Valentine’s Day: Roots & Islamic View
As Muslims, we are required to love one another and to wish and inculcate love among people regardless of their colour, race, religion, or identity. However, this does not mean dissolving our identity or blindly copying and imitating others’ traditions and practices.
The Origin of “Valentine Day” or “Festival of Love”
The Festival of Love was one of the festivals of the pagan Romans when paganism was the prevalent religion of the Romans more than seventeen centuries ago. In the pagan Roman concept, it was an expression of “spiritual love”.
There were myths associated with this pagan festival of the Romans, which persisted with their Christian heirs. Among the most famous of these myths was the Roman belief that Romulus, the founder of Rome, was suckled one day by a she-wolf, which gave him strength and wisdom.
The Romans used to celebrate this event in mid-February each year with a big festival.
One of the rituals of this festival was the sacrifice of a dog and a goat. Two strong and muscular youths would daub the blood of the dog and goat onto their bodies, then they would wash the blood away with milk. After that, there would be a great parade, with these two youths at its head, which would go about the streets. The two youths would have pieces of leather with which they would hit everyone who crossed their path. The Roman women would welcome these blows, because they believed that they could prevent or cure infertility.
The Connection Between Saint Valentine and This Festival
Saint Valentine is a name which is given to two of the ancient “martyrs” of the Christian Church. It was said that there were two of them, or that there was only one, who died in Rome as the result of the persecution of the Gothic leader Claudius, c. 296 CE. In 350 CE, a church was built in Rome on the site of the place where he died, to perpetuate his memory.
When the Romans embraced Christianity, they continued to celebrate the Feast of Love mentioned above, but they changed it from the pagan concept of “spiritual love” to another concept known as the “martyrs of love”, represented by Saint Valentine who had advocated love and peace, for which cause he was martyred, according to their claims. It was also called the Feast of Lovers, and Saint Valentine was considered to be the patron saint of lovers.
One of their false beliefs connected with this festival was that the names of girls who had reached marriageable age would be written on small rolls of paper and placed in a dish on a table. Then the young men who wanted to get married would be called, and each of them would pick a piece of paper. He would put himself at the service of the girl whose name he had drawn for one year, so that they could find out about one another. Then they would get married, or they would repeat the same process again on the day of the festival in the following year.

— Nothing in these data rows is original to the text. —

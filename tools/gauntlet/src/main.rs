//! gauntlet command-line entry point.

use anyhow::{Context, Result};
use clap::Parser;

use gauntlet::cli::{self, Cli};
use gauntlet::config::{self, ResolvedConfig};
use gauntlet::graph::{BuildGraph, NodeKind};
use gauntlet::hook::register_tests;
use gauntlet::model::BuildModel;
use gauntlet::{pipeline, validate, verbose};

fn main() -> Result<()> {
    let cli = Cli::parse();
    verbose::init(cli.quiet, cli.verbose);

    match cli.command {
        cli::Command::Build(_) => cmd_build(&cli),
        cli::Command::Configure => cmd_configure(&cli),
        cli::Command::Clean => cmd_clean(&cli),
    }
}

/// Load, validate and resolve the project around the current directory.
fn resolve_config(cli: &Cli) -> Result<(ResolvedConfig, BuildModel)> {
    let root = config::find_project_root(cli.manifest_path.as_deref())?;
    let model = config::load_model(&root)?;
    validate::validate_model(&model)?;
    let resolved = config::resolve(&model, &root, &cli.overrides())?;
    Ok((resolved, model))
}

fn cmd_build(cli: &Cli) -> Result<()> {
    let (resolved, model) = resolve_config(cli)?;
    gauntlet::dprintln!("Building {}...", model.project.name);
    pipeline::run_build(resolved, &model)?;
    Ok(())
}

/// Print the resolved configuration and the scheduled graph.
fn cmd_configure(cli: &Cli) -> Result<()> {
    let (resolved, model) = resolve_config(cli)?;
    config::print_resolved(&resolved);

    let mut graph = BuildGraph::from_model(&model, &resolved.root)?;
    register_tests(&mut graph)?;

    println!("\nSchedule:");
    for group in graph.schedule_order() {
        let group = &graph.groups()[group];
        println!("  [{}]", group.name);
        for &id in &group.nodes {
            let node = graph.node(id);
            let kind = match node.kind {
                NodeKind::Link(ref step) => step.kind.as_str(),
                NodeKind::Install(_) => "install",
                NodeKind::Test(_) => "test",
            };
            println!("    {:<24} {kind}", node.name);
        }
    }

    println!("\nConfiguration resolved successfully.");
    Ok(())
}

fn cmd_clean(cli: &Cli) -> Result<()> {
    let (resolved, _model) = resolve_config(cli)?;
    let build_dir = &resolved.build_dir;
    if build_dir.exists() {
        std::fs::remove_dir_all(build_dir)
            .with_context(|| format!("failed to remove {}", build_dir.display()))?;
        println!("Removed {}", build_dir.display());
    } else {
        println!("Nothing to clean.");
    }
    Ok(())
}
//! Build-pipeline test orchestrator.
//!
//! gauntlet reads a `gauntlet.toml` manifest, runs the link and install
//! steps it declares, and then runs every produced executable that is marked
//! as a test. Tests are scheduled in a dedicated group after all other steps,
//! share one environment that puts every linked artifact's directory on the
//! loader search path, and are reported as `passed` / `FAIL` as they finish.
//!
//! Pipeline: load manifest → validate → resolve config → lower into a build
//! graph → register tests → schedule groups → report.

pub mod cache;
pub mod cli;
pub mod config;
pub mod env;
pub mod error;
pub mod graph;
pub mod hook;
pub mod log;
pub mod model;
pub mod pipeline;
pub mod policy;
pub mod report;
pub mod scheduler;
pub mod step;
pub mod task;
pub mod validate;
pub mod verbose;
//! Error taxonomy for test execution.
//!
//! Build plumbing (manifest loading, link steps, cache I/O) reports through
//! `anyhow`. Test execution has a small, closed set of failure modes that
//! callers match on, so those get a typed enum which converts into
//! `anyhow::Error` at the scheduler boundary.

use std::io;
use std::path::PathBuf;

use thiserror::Error;

/// Failure modes of a single test execution.
#[derive(Debug, Error)]
pub enum TestError {
    /// The test executable could not be started.
    #[error("failed to start test '{name}' ({program}): {source}")]
    SpawnFailure {
        /// Display name of the test.
        name: String,
        /// First element of the invocation that was attempted.
        program: String,
        /// Underlying OS error.
        #[source]
        source: io::Error,
    },

    /// The test ran and exited unsuccessfully under strict policy.
    #[error("Test '{name}' failed")]
    TestFailure {
        /// Display name of the test.
        name: String,
        /// Exit code, `None` if the process was terminated by a signal.
        exit_code: Option<i32>,
    },

    /// The `--testcmd` template is malformed.
    #[error("invalid test command template '{template}': {reason}")]
    Configuration {
        /// The template as given.
        template: String,
        /// What is wrong with it.
        reason: String,
    },

    /// The per-artifact pre-run hook returned an error.
    #[error("pre-run hook for test '{name}' failed: {message}")]
    PreRunHook {
        /// Display name of the test.
        name: String,
        /// Rendered hook error chain.
        message: String,
    },

    /// The invocation resolved to an empty argument list.
    #[error("test '{name}' has an empty invocation")]
    EmptyInvocation {
        /// Display name of the test.
        name: String,
    },

    /// A path could not be turned into text for command substitution.
    #[error("path is not valid UTF-8: {}", path.display())]
    InvalidPath {
        /// The offending path.
        path: PathBuf,
    },
}

impl TestError {
    /// Returns `true` for a policy-gated test failure (as opposed to a fault
    /// in running the test at all).
    pub fn is_test_failure(&self) -> bool {
        matches!(self, Self::TestFailure { .. })
    }
}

The Christian clergy reacted against this tradition, which they considered to have a corrupting influence on the morals of young men and women. It was abolished in Italy, where it had been well-known, then it was revived in the eighteenth and nineteenth centuries, when in some western countries there appeared shops which sold small books called “Valentine’s books”, which contained love poems, from which the one who wanted to send a greeting to his sweetheart could choose. They also contained suggestions for writing love letters.